Those of us who write about the financial system, especially when we write about banks and savings and loan institutions, try to keep things in perspective. Most banks are sound; a majority of S&Ls are making money and are being helped by the recent decline in interest rates.

But many banks and S&Ls are not in good shape. And every time I write about signs of trouble, I hear from citizens worried about their deposits, some of which represent lifelong savings.

They have a right to worry. Former Securities and Exchange Commissioner Bevis Longstreth Wednesday told a congressional subcommittee that the situation for federally insured commercial banks "is one of progressive fragility." Sen. Gary Hart (D-Colo.), in a recent letter to Federal Reserve Chairman Paul A. Volcker, spoke of the "continuing troubles in the banking industry" and added: "There is something amiss in the financial state of the United States." Longstreth noted that of the 14,700 commercial banks, 950 are on the Federal Deposit Insurance Corp.'s "problem list." That is about 150 percent greater than a previous peak of 385 in 1976. Moreover, in the past four years, bank failures involved losses exceeding $4 billion, compared with losses of $500 million in all of the 47 prior years going back to 1933.

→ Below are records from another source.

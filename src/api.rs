//! Remote collaborator boundary for authentication calls.
//!
//! The wire format belongs to the API layer; this module only owns the
//! contract: login/register hand back an identity plus an opaque token,
//! logout is best-effort server-side invalidation. Non-2xx responses are
//! translated into human-readable authentication errors.

use async_trait::async_trait;
use serde::Deserialize;

use crate::errors::{AuthError, AuthResult};
use crate::models::{AuthResponse, LoginRequest, RegisterRequest};

/// Fallback shown when a login rejection carries no message.
pub const LOGIN_FALLBACK: &str = "Invalid email or password";
/// Fallback shown when a registration rejection carries no message.
pub const REGISTER_FALLBACK: &str = "Registration failed";

#[async_trait]
pub trait AuthApi: Send + Sync {
    async fn login(&self, request: &LoginRequest) -> AuthResult<AuthResponse>;
    async fn register(&self, request: &RegisterRequest) -> AuthResult<AuthResponse>;
    /// Invalidate server-side session state. Callers treat a failure here
    /// as non-fatal.
    async fn logout(&self, token: Option<&str>) -> AuthResult<()>;
}

/// reqwest-backed implementation against the kudos API.
#[derive(Debug, Clone)]
pub struct HttpAuthApi {
    http: reqwest::Client,
    base_url: String,
}

impl HttpAuthApi {
    pub fn new(base_url: impl Into<String>) -> Self {
        Self {
            http: reqwest::Client::new(),
            base_url: base_url.into(),
        }
    }

    fn url(&self, path: &str) -> String {
        format!("{}{}", self.base_url, path)
    }
}

/// Shape of the API's error payload. Tolerant: a missing or unparsable
/// body falls back to a fixed message.
#[derive(Debug, Deserialize)]
struct ErrorBody {
    message: Option<String>,
}

async fn rejection_message(response: reqwest::Response, fallback: &str) -> String {
    match response.json::<ErrorBody>().await {
        Ok(ErrorBody { message: Some(message) }) if !message.is_empty() => message,
        _ => fallback.to_string(),
    }
}

#[async_trait]
impl AuthApi for HttpAuthApi {
    async fn login(&self, request: &LoginRequest) -> AuthResult<AuthResponse> {
        let response = self
            .http
            .post(self.url("/auth/login"))
            .json(request)
            .send()
            .await?;

        if !response.status().is_success() {
            let message = rejection_message(response, LOGIN_FALLBACK).await;
            return Err(AuthError::authentication(message));
        }

        Ok(response.json().await?)
    }

    async fn register(&self, request: &RegisterRequest) -> AuthResult<AuthResponse> {
        let response = self
            .http
            .post(self.url("/auth/register"))
            .json(request)
            .send()
            .await?;

        if !response.status().is_success() {
            let message = rejection_message(response, REGISTER_FALLBACK).await;
            return Err(AuthError::authentication(message));
        }

        Ok(response.json().await?)
    }

    async fn logout(&self, token: Option<&str>) -> AuthResult<()> {
        let mut request = self.http.post(self.url("/auth/logout"));
        if let Some(token) = token {
            request = request.bearer_auth(token);
        }

        let response = request.send().await?;
        if !response.status().is_success() {
            return Err(AuthError::authentication(format!(
                "logout rejected with status {}",
                response.status()
            )));
        }
        Ok(())
    }
}
use std::path::PathBuf;

use chrono::Duration;

use crate::errors::{AuthError, AuthResult};

/// Client configuration, resolved once at startup from the environment.
#[derive(Debug, Clone)]
pub struct Config {
    /// Base URL of the kudos API, no trailing slash.
    pub api_url: String,
    /// Directory holding the local store and cookie jar files.
    pub state_dir: PathBuf,
    /// Lifetime of the auth cookie.
    pub cookie_max_age: Duration,
}

impl Config {
    pub fn from_env() -> AuthResult<Self> {
        let api_url = std::env::var("KUDOS_API_URL")
            .unwrap_or_else(|_| "http://localhost:8000".to_string())
            .trim_end_matches('/')
            .to_string();

        let state_dir = std::env::var("KUDOS_STATE_DIR")
            .map(PathBuf::from)
            .unwrap_or_else(|_| default_state_dir());

        let cookie_max_age = match std::env::var("KUDOS_COOKIE_MAX_AGE_SECS") {
            Ok(raw) => {
                let secs: i64 = raw.parse().map_err(|_| {
                    AuthError::internal("KUDOS_COOKIE_MAX_AGE_SECS must be a valid integer")
                })?;
                Duration::seconds(secs)
            }
            Err(_) => Duration::days(7),
        };

        Ok(Self {
            api_url,
            state_dir,
            cookie_max_age,
        })
    }
}

fn default_state_dir() -> PathBuf {
    std::env::var("HOME")
        .map(|home| PathBuf::from(home).join(".kudos"))
        .unwrap_or_else(|_| PathBuf::from(".kudos"))
}
//! Kasabi client
//!
//! Client for datasets hosted on the Kasabi data platform.
//!
//! A dataset advertises the APIs it offers (SPARQL, lookup, search,
//! reconciliation, update, status, jobs, attribution, augmentation) in a
//! Turtle metadata document. [`Dataset`] fetches that document once, on first
//! use, and routes each call to the endpoint declared for it. Calls against an
//! API the dataset does not declare fail with
//! [`Error::CapabilityUnavailable`].
//!
//! # Example
//!
//! ```
//! use std::sync::Arc;
//! use kasabi::{BoxError, Dataset, HttpResponse, Method, Outcome, ResponseMode, Transport};
//!
//! struct Canned;
//!
//! impl Transport for Canned {
//!     fn request(
//!         &self,
//!         _method: Method,
//!         url: &str,
//!         _headers: &[(&str, &str)],
//!         _body: Option<&[u8]>,
//!     ) -> Result<HttpResponse, BoxError> {
//!         let body = if url.ends_with(".ttl") {
//!             "<> <http://rdfs.org/ns/void#sparqlEndpoint> <http://api.kasabi.com/dataset/nasa/apis/sparql> ."
//!         } else {
//!             r#"<sparql xmlns="http://www.w3.org/2005/sparql-results#"><head/><boolean>true</boolean></sparql>"#
//!         };
//!         Ok(HttpResponse::new(200, body))
//!     }
//! }
//!
//! let dataset = Dataset::with_transport("nasa", "my-api-key", Arc::new(Canned)).unwrap();
//! let answer = dataset.ask("ASK { ?s ?p ?o }", ResponseMode::Decoded).unwrap();
//! assert_eq!(answer, Outcome::Success(true));
//!
//! // No search endpoint was declared.
//! assert!(dataset.search("apollo", &Default::default(), ResponseMode::Decoded).is_err());
//! ```
//!
//! # Responses
//!
//! | Status | [`ResponseMode::Decoded`] | [`ResponseMode::Raw`] |
//! |--------|---------------------------|-----------------------|
//! | 2xx | [`Outcome::Success`] with the decoded value | [`Outcome::Raw`] |
//! | other | [`Outcome::Failure`] with the body | [`Outcome::Raw`] |
//!
//! A 2xx body that does not decode is an [`Error::Decode`].

mod changeset;
mod clients;
mod dataset;
mod error;
mod facet;
mod rdf;
mod reconcile;
mod response;
mod sparql;
mod transport;
mod types;

pub use changeset::{BatchChangeSet, ChangeDocument, ChangeSet, CS_NS};
pub use clients::{
    media_type_for_path, AttributionClient, AugmentationClient, CapabilityClient, Client,
    Endpoint, JobsClient, LookupClient, ReconciliationClient, ScheduledJob, SearchClient,
    SearchOptions, SparqlClient, StatusClient, UpdateClient, JOB_TIME_FORMAT,
};
pub use dataset::{service_kind, CapabilityMap, Dataset, DatasetId, ServiceType, SERVICE_TYPES};
pub use error::Error;
pub use facet::{decode_facets, FacetField, FacetResults, FacetTerm};
pub use rdf::{decode_graph, parse_graph, serialize_graph};
pub use reconcile::{
    encode as encode_reconcile, PropertyValue, ReconcileOptions, ReconcileParam, ReconcileQuery,
    ReconcileRequest, TypeStrict, DEFAULT_LIMIT,
};
pub use response::{decode_json, is_success, Outcome};
pub use sparql::{decode_boolean, decode_select, Row, SelectResults, Term, SPARQL_RESULTS_NS};
pub use transport::{BoxError, HttpResponse, Method, Session, Transport, API_KEY_HEADER};
pub use types::{
    media_type, CapabilityKind, ClientConfig, JobType, RdfSyntax, ResponseMode, DEFAULT_PLATFORM,
    DEFAULT_TIMEOUT, PLATFORM_ENV,
};

#[cfg(feature = "remote")]
pub use transport::HttpTransport;

pub use oxrdf::Graph;
impl JobsClient {
    /// Request body for scheduling `job_type` at `start` (UTC).
    pub fn job_payload(job_type: JobType, start: DateTime<Utc>) -> Result<Vec<u8>, Error> {
        let request = JobRequest {
            job_type: job_type.as_str(),
            start_time: start.format(JOB_TIME_FORMAT).to_string(),
        };
        serde_json::to_vec(&request).map_err(|e| Error::encode("JSON", e))
    }

    /// Schedule a job, starting now unless `start` is given.
    pub fn schedule(
        &self,
        job_type: JobType,
        start: Option<DateTime<Utc>>,
        mode: ResponseMode,
    ) -> Result<Outcome<ScheduledJob>, Error> {
        let start = start.unwrap_or_else(Utc::now);
        let body = Self::job_payload(job_type, start)?;
        tracing::info!(%job_type, %start, "scheduling job");

        let response = self.endpoint.session.post(
            &self.endpoint.uri,
            media_type::JSON,
            media_type::JSON,
            &body,
        )?;
        Outcome::settle(response, mode, |r| {
            Ok(ScheduledJob {
                uri: r.header("location").map(str::to_string),
                body: serde_json::from_str(&r.body).ok(),
            })
        })
    }

    /// Current state of a scheduled job.
    pub fn status(&self, job_uri: &str, mode: ResponseMode) -> Result<Outcome<Value>, Error> {
        let response = self.endpoint.session.get(job_uri, media_type::JSON)?;
        Outcome::settle(response, mode, json_decoder)
    }
}

// ---------------------------------------------------------------------------
// Dispatch
// ---------------------------------------------------------------------------

/// A client of any capability kind.
#[derive(Debug, Clone)]
pub enum Client {
    Sparql(SparqlClient),
    Lookup(LookupClient),
    Search(SearchClient),
    Augmentation(AugmentationClient),
    Reconciliation(ReconciliationClient),
    Update(UpdateClient),
    Status(StatusClient),
    Jobs(JobsClient),
    Attribution(AttributionClient),
}
//! Response classification and the result type every capability call returns.

use serde_json::Value;

use crate::error::Error;
use crate::transport::HttpResponse;
use crate::types::ResponseMode;

/// True when `status` is in the 2xx success band.
pub fn is_success(status: u16) -> bool {
    (200..300).contains(&status)
}

/// Result of a capability call.
#[derive(Debug, Clone, PartialEq)]
pub enum Outcome<T> {
    /// Success status, body decoded.
    Success(T),
    /// Non-success status; the body is left for the caller to interpret.
    Failure { status: u16, body: String },
    /// The caller asked for [`ResponseMode::Raw`]; nothing was decoded.
    Raw { status: u16, body: String },
}

impl<T> Outcome<T> {
    /// Classify `response` and decode it when the mode and status allow.
    ///
    /// Decoding errors are only possible on success statuses.
    pub(crate) fn settle<F>(response: HttpResponse, mode: ResponseMode, decode: F) -> Result<Self, Error>
    where
        F: FnOnce(&HttpResponse) -> Result<T, Error>,
    {
        if mode == ResponseMode::Raw {
            return Ok(Outcome::Raw {
                status: response.status,
                body: response.body,
            });
        }
        if !is_success(response.status) {
            return Ok(Outcome::Failure {
                status: response.status,
                body: response.body,
            });
        }
        decode(&response).map(Outcome::Success)
    }

    pub fn is_success(&self) -> bool {
        matches!(self, Outcome::Success(_))
    }

    /// HTTP status, when one was kept.
    pub fn status(&self) -> Option<u16> {
        match self {
            Outcome::Success(_) => None,
            Outcome::Failure { status, .. } | Outcome::Raw { status, .. } => Some(*status),
        }
    }

    pub fn success(self) -> Option<T> {
        match self {
            Outcome::Success(value) => Some(value),
            _ => None,
        }
    }
}

/// Decode a JSON body.
pub fn decode_json(body: &str) -> Result<Value, Error> {
    serde_json::from_str(body).map_err(|e| Error::decode("JSON", e))
}
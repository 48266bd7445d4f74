//! Change-sets: descriptions of triple additions and removals.
//!
//! Rendered in the changeset vocabulary
//! (<http://purl.org/vocab/changeset/schema#>), each added or removed triple
//! reified as an `rdf:Statement`.

use chrono::{DateTime, Utc};
use oxrdf::vocab::{rdf, xsd};
use oxrdf::{BlankNode, Graph, Literal, NamedNode, NamedOrBlankNode, Term, Triple};

use crate::error::Error;
use crate::rdf::serialize_graph;
use crate::types::RdfSyntax;

/// Changeset vocabulary namespace.
pub const CS_NS: &str = "http://purl.org/vocab/changeset/schema#";

mod cs {
    use oxrdf::NamedNodeRef;

    pub const CHANGE_SET: NamedNodeRef<'static> =
        NamedNodeRef::new_unchecked("http://purl.org/vocab/changeset/schema#ChangeSet");
    pub const SUBJECT_OF_CHANGE: NamedNodeRef<'static> =
        NamedNodeRef::new_unchecked("http://purl.org/vocab/changeset/schema#subjectOfChange");
    pub const CREATED_DATE: NamedNodeRef<'static> =
        NamedNodeRef::new_unchecked("http://purl.org/vocab/changeset/schema#createdDate");
    pub const CREATOR_NAME: NamedNodeRef<'static> =
        NamedNodeRef::new_unchecked("http://purl.org/vocab/changeset/schema#creatorName");
    pub const CHANGE_REASON: NamedNodeRef<'static> =
        NamedNodeRef::new_unchecked("http://purl.org/vocab/changeset/schema#changeReason");
    pub const ADDITION: NamedNodeRef<'static> =
        NamedNodeRef::new_unchecked("http://purl.org/vocab/changeset/schema#addition");
    pub const REMOVAL: NamedNodeRef<'static> =
        NamedNodeRef::new_unchecked("http://purl.org/vocab/changeset/schema#removal");
}

/// Something that renders to a change-set graph.
pub trait ChangeDocument {
    fn to_graph(&self) -> Graph;

    /// RDF/XML body as submitted to an update endpoint.
    fn to_rdf_xml(&self) -> Result<String, Error> {
        serialize_graph(&self.to_graph(), RdfSyntax::RdfXml)
    }
}

/// Changes to the description of a single subject.
#[derive(Debug, Clone)]
pub struct ChangeSet {
    subject_of_change: NamedNode,
    creator_name: String,
    change_reason: String,
    created: DateTime<Utc>,
    additions: Vec<Triple>,
    removals: Vec<Triple>,
}

impl ChangeSet {
    /// New empty change-set dated now.
    pub fn new(
        subject_of_change: NamedNode,
        creator_name: impl Into<String>,
        change_reason: impl Into<String>,
    ) -> Self {
        Self {
            subject_of_change,
            creator_name: creator_name.into(),
            change_reason: change_reason.into(),
            created: Utc::now(),
            additions: Vec::new(),
            removals: Vec::new(),
        }
    }

    pub fn created_at(mut self, created: DateTime<Utc>) -> Self {
        self.created = created;
        self
    }

    pub fn subject_of_change(&self) -> &NamedNode {
        &self.subject_of_change
    }

    pub fn additions(&self) -> &[Triple] {
        &self.additions
    }

    pub fn removals(&self) -> &[Triple] {
        &self.removals
    }

    pub fn is_empty(&self) -> bool {
        self.additions.is_empty() && self.removals.is_empty()
    }

    pub fn add(&mut self, triple: Triple) -> &mut Self {
        self.additions.push(triple);
        self
    }

    pub fn remove(&mut self, triple: Triple) -> &mut Self {
        self.removals.push(triple);
        self
    }

    fn write_into(&self, graph: &mut Graph) {
        let node = BlankNode::default();
        graph.insert(&Triple::new(
            node.clone(),
            rdf::TYPE.into_owned(),
            cs::CHANGE_SET.into_owned(),
        ));
        graph.insert(&Triple::new(
            node.clone(),
            cs::SUBJECT_OF_CHANGE.into_owned(),
            self.subject_of_change.clone(),
        ));
        graph.insert(&Triple::new(
            node.clone(),
            cs::CREATED_DATE.into_owned(),
            Literal::new_typed_literal(
                self.created.format("%Y-%m-%dT%H:%M:%SZ").to_string(),
                xsd::DATE_TIME.into_owned(),
            ),
        ));
        graph.insert(&Triple::new(
            node.clone(),
            cs::CREATOR_NAME.into_owned(),
            Literal::new_simple_literal(&self.creator_name),
        ));
        graph.insert(&Triple::new(
            node.clone(),
            cs::CHANGE_REASON.into_owned(),
            Literal::new_simple_literal(&self.change_reason),
        ));

        for (link, triples) in [(cs::ADDITION, &self.additions), (cs::REMOVAL, &self.removals)] {
            for triple in triples {
                let statement = BlankNode::default();
                graph.insert(&Triple::new(node.clone(), link.into_owned(), statement.clone()));
                reify(graph, statement, triple);
            }
        }
    }
}

fn reify(graph: &mut Graph, statement: BlankNode, triple: &Triple) {
    let subject: Term = match &triple.subject {
        NamedOrBlankNode::NamedNode(n) => n.clone().into(),
        NamedOrBlankNode::BlankNode(b) => b.clone().into(),
    };
    graph.insert(&Triple::new(
        statement.clone(),
        rdf::TYPE.into_owned(),
        rdf::STATEMENT.into_owned(),
    ));
    graph.insert(&Triple::new(
        statement.clone(),
        rdf::SUBJECT.into_owned(),
        subject,
    ));
    graph.insert(&Triple::new(
        statement.clone(),
        rdf::PREDICATE.into_owned(),
        triple.predicate.clone(),
    ));
    graph.insert(&Triple::new(
        statement,
        rdf::OBJECT.into_owned(),
        triple.object.clone(),
    ));
}

impl ChangeDocument for ChangeSet {
    fn to_graph(&self) -> Graph {
        let mut graph = Graph::new();
        self.write_into(&mut graph);
        graph
    }
}

/// Changes spanning several subjects, one [`ChangeSet`] per subject.
///
/// Subjects keep the order they were first touched in. Triples with a blank
/// node subject cannot be a subject of change and are rejected.
#[derive(Debug, Clone)]
pub struct BatchChangeSet {
    creator_name: String,
    change_reason: String,
    changesets: Vec<ChangeSet>,
}

impl BatchChangeSet {
    pub fn new(creator_name: impl Into<String>, change_reason: impl Into<String>) -> Self {
        Self {
            creator_name: creator_name.into(),
            change_reason: change_reason.into(),
            changesets: Vec::new(),
        }
    }

    pub fn changesets(&self) -> &[ChangeSet] {
        &self.changesets
    }

    pub fn add(&mut self, triple: Triple) -> Result<&mut Self, Error> {
        self.changeset_for(&triple)?.add(triple);
        Ok(self)
    }

    pub fn remove(&mut self, triple: Triple) -> Result<&mut Self, Error> {
        self.changeset_for(&triple)?.remove(triple);
        Ok(self)
    }

    fn changeset_for(&mut self, triple: &Triple) -> Result<&mut ChangeSet, Error> {
        let NamedOrBlankNode::NamedNode(subject) = &triple.subject else {
            return Err(Error::Configuration {
                message: format!("change-set subject must be a named node: {}", triple.subject),
            });
        };
        let index = match self
            .changesets
            .iter()
            .position(|c| c.subject_of_change == *subject)
        {
            Some(index) => index,
            None => {
                self.changesets.push(ChangeSet::new(
                    subject.clone(),
                    self.creator_name.clone(),
                    self.change_reason.clone(),
                ));
                self.changesets.len() - 1
            }
        };
        Ok(&mut self.changesets[index])
    }
}

impl ChangeDocument for BatchChangeSet {
    fn to_graph(&self) -> Graph {
        let mut graph = Graph::new();
        for changeset in &self.changesets {
            changeset.write_into(&mut graph);
        }
        graph
    }
}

On Friday, May 30, seven banks in four states went belly-up, a record for a single day's failures since the Great Depression. In all cases, these failures reflected what officials say was primarily a combination of bad management and/or imprudent loan decisions and, secondarily, weaknesses in the farm economy. At the present rate, there could be 100 bank failures this year.

On a recent PBS-TV "Washington Week in Review" panel, after I outlined some of these problems among banks and S&Ls, my colleague Charles Corddry of the Baltimore Sun asked, "Are you trying to scare us to death?" I responded that I was doing my best not to scare anyone. But as journalists, we have a responsibility to help keep the public informed. The Washington Post financial staff, for example, performed a great service recently by publishing data, obtained through Freedom of Information procedures, that shows the profitability-loss score for S&Ls in this area.

Citizens have a right to know how safe their savings, checking and other deposits are, but the amount of information usually available to them is limited.

The FDIC and the Comptroller of the Currency admit that they keep a "problem list" of commercial banks, and former FDIC chairman William Isaacs released the 950 number. But these agencies certainly don't reveal anything about an individual bank -- until it goes broke. The Federal Savings and Loan Insurance Corp., which insures some 3,150 thrifts, used to keep a similar problem list of S&Ls with a net worth of less than 2 percent. But when the number got up to about 265, out of 4,000 thrifts existing in 1981, the FSLIC quit publishing the total.

Now, the FSLIC won't even admit that it keeps a problem list for internal purposes. If it did, the number might be three times as large as it was in 1981, even though about 850 S&Ls have disappeared, or been merged out of existence, since then. When asked, an FSLIC spokesman would say only that the agency "has sufficient internal material to keep track of all institutions under our regulatory purview."

Presumably this FSLIC "internal material" is based on a realistic "generally accepted" valuation of S&L assets, rather than the "regulatory accounting" fictions used publicly to make the S&Ls appear to be in better health than they actually are.

New York economist Henry Kaufman doesn't mince words about the negligence of banks and S&Ls in protecting the savings put in their charge by a trusting public. This past week, he came up with a good idea for a new credit rating system for financial institutions. A bank or S&L with a declining rating would get six months to shape up. If it didn't, the rating would be made public. Kaufman thinks that prospect would concentrate the minds of go-go managers who play fast and loose with the public's money and now are secure in a deregulated system in the realization that the government insurance program will bail them out.

Finally, something must be done to upgrade the numbers and quality of examiners employed by the supervisory agencies, at the state and federal levels. FSLIC examiners earn an average of $24,800 a year, or $13,000 less than those working for the Federal Reserve and $8,000 less than those on the FDIC payroll. In a world where regulation is a bad word and deregulation has had magic appeal, the regulators have been given short shrift. The public suffers the consequences. In the State of Maryland, which saw its privately insured savings system collapse last month, the entry salary for state regulators is less than $12,500 a year, or less than a copy girl or boy makes at The Washington Post. The average pay, according to Maryland state Sen. Howard Denis, is only about $15,000. As Denis says, the resultant high turnover of regulatory personnel, typical of the federal system as well, could be the Achilles' heel of the financial system.